13. What is Francis’ hope on top of page 344?
14. How does Francis tame the beast within? Sublimation. See page 345.
15. Why is the final paragraph hopeful?
Part Two. Man-Child (Peter Pan Syndrome)
1. succumbs to self-pity; in fact, he spends time coddling and nurturing his self-pity.
2. marriage with wife is like a relationship with a mother and child
3. father never outgrows the habits of selfishness and self-centeredness
4. husband never tames his beast or Id; maturity is largely defined by self-control, a quality lacking in Francis Weed
5. The man-child retreats into the ego and severs ties with the community, becoming in essence a pariah or misfit.
6. He is the Eternal Boy who resents having boundaries in his life. Boundaries are essential for growing up, a moral lesson found in the movie Willy Wonka and the Chocolate Factory.
7. The Man-Child sees himself as a victim of unfair persecution and as a result goes through life with a chip on his shoulder and resentment.
8. The Man-Child wants to be the center of attention or else he feels sorry for himself.
9. The Man-Child wants his family to love him and dote on him even though he does nothing to show his love for them. He fails to understand the social contract of reciprocity because he is essentially a narcissist.
10. The Man-Child is an "unfocused rebel," as we read in Karen Bernardo's essay.
Part Three. Journal Entry:
First Option: Write about a father you know who struggles with his own internal war and the sublimation strategies he depends on to behave in a tame, civil manner.
Or
Second Option: Write about a man-child, a physical adult who suffers from Peter Pan Syndrome and use this profile to compare to Francis Weed.
Second Single-Story Essay Option:
Compare a man-child to the immature characteristics of Francis Weed
In your first paragraph define the man-child. Then your thesis is Person X and Francis Weed embody the man-child evidenced by ________________, ______________, _____________, ______________, and __________________.

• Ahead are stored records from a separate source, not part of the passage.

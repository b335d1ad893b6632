//! A minimal example: one event, one handler, one publish.
//!
//! Run with: `cargo run --example quickstart`

use std::sync::Arc;

use serde::{Deserialize, Serialize};
use tidings::{DomainEvent, Event, EventDispatcher, EventHandler, HandlerError};

#[derive(Clone, Debug, PartialEq, Serialize, Deserialize, DomainEvent)]
#[event(kind = "ProductCreatedEvent")]
pub struct ProductCreated {
    pub name: String,
    pub description: String,
    pub price: f64,
}

#[derive(Debug)]
pub struct SendEmailWhenProductIsCreated;

impl EventHandler<ProductCreated> for SendEmailWhenProductIsCreated {
    fn handle(&self, event: &Event<ProductCreated>) -> Result<(), HandlerError> {
        let product = event.payload();
        tracing::info!(
            name = %product.name,
            price = product.price,
            occurred_at = %event.occurred_at(),
            "sending product created email"
        );
        Ok(())
    }
}

fn main() -> Result<(), Box<dyn std::error::Error>> {
    tracing_subscriber::fmt()
        .with_env_filter(
            tracing_subscriber::EnvFilter::try_from_default_env()
                .unwrap_or_else(|_| "info,tidings_core=debug".into()),
        )
        .init();

    let mut dispatcher = EventDispatcher::new();
    let handler = Arc::new(SendEmailWhenProductIsCreated);
    dispatcher.register("ProductCreatedEvent", Arc::clone(&handler));

    let event = Event::new(ProductCreated {
        name: "Product 1".into(),
        description: "Product 1 description".into(),
        price: 10.0,
    });
    println!("{}", serde_json::to_string_pretty(&event)?);
    dispatcher.notify(&event)?;

    dispatcher.unregister("ProductCreatedEvent", &handler);
    assert_eq!(
        dispatcher.event_handlers("ProductCreatedEvent").map(<[_]>::len),
        Some(0)
    );

    dispatcher.unregister_all();
    assert!(dispatcher.event_handlers("ProductCreatedEvent").is_none());

    Ok(())
}
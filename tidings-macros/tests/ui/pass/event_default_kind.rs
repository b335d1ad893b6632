extern crate tidings_core as tidings;

use tidings::event::{DomainEvent, Event, EventKind};
use tidings_macros::DomainEvent;

#[derive(DomainEvent)]
pub struct ProductCreatedEvent {
    pub name: String,
    pub price: f64,
}

fn main() {
    assert_eq!(ProductCreatedEvent::KIND, "ProductCreatedEvent");

    let payload = ProductCreatedEvent {
        name: "Product 1".into(),
        price: 10.0,
    };
    assert_eq!(payload.kind(), "ProductCreatedEvent");
    assert_eq!(Event::new(payload).kind(), "ProductCreatedEvent");
}
#![allow(dead_code)]

use tidings_macros::DomainEvent;

#[derive(DomainEvent)]
#[event(kind = ProductCreated)]
pub struct ProductCreated;

fn main() {}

Single-Story Essay Option #3:
Compare a couple you know whose dysfunctional marriage parallels that of Will and Maria from "Just Tell Me Who It Was." Consider jealousy, control, buying off a partner with things to assuage that partner's unhappiness, and the disparity of income and power that existed before the marriage.
Single-Story Essay Option #4:
Describe a "Black Widow Relationship" in which the woman is a sort of drug who creates a velvet trap, luring her victim into a false sense of security that results in warped time, intoxication, grandiosity, and The Point of No Return (death." Compare this process to what happens to Jack Lorey at the hands of Joan Harris in "Torch Song."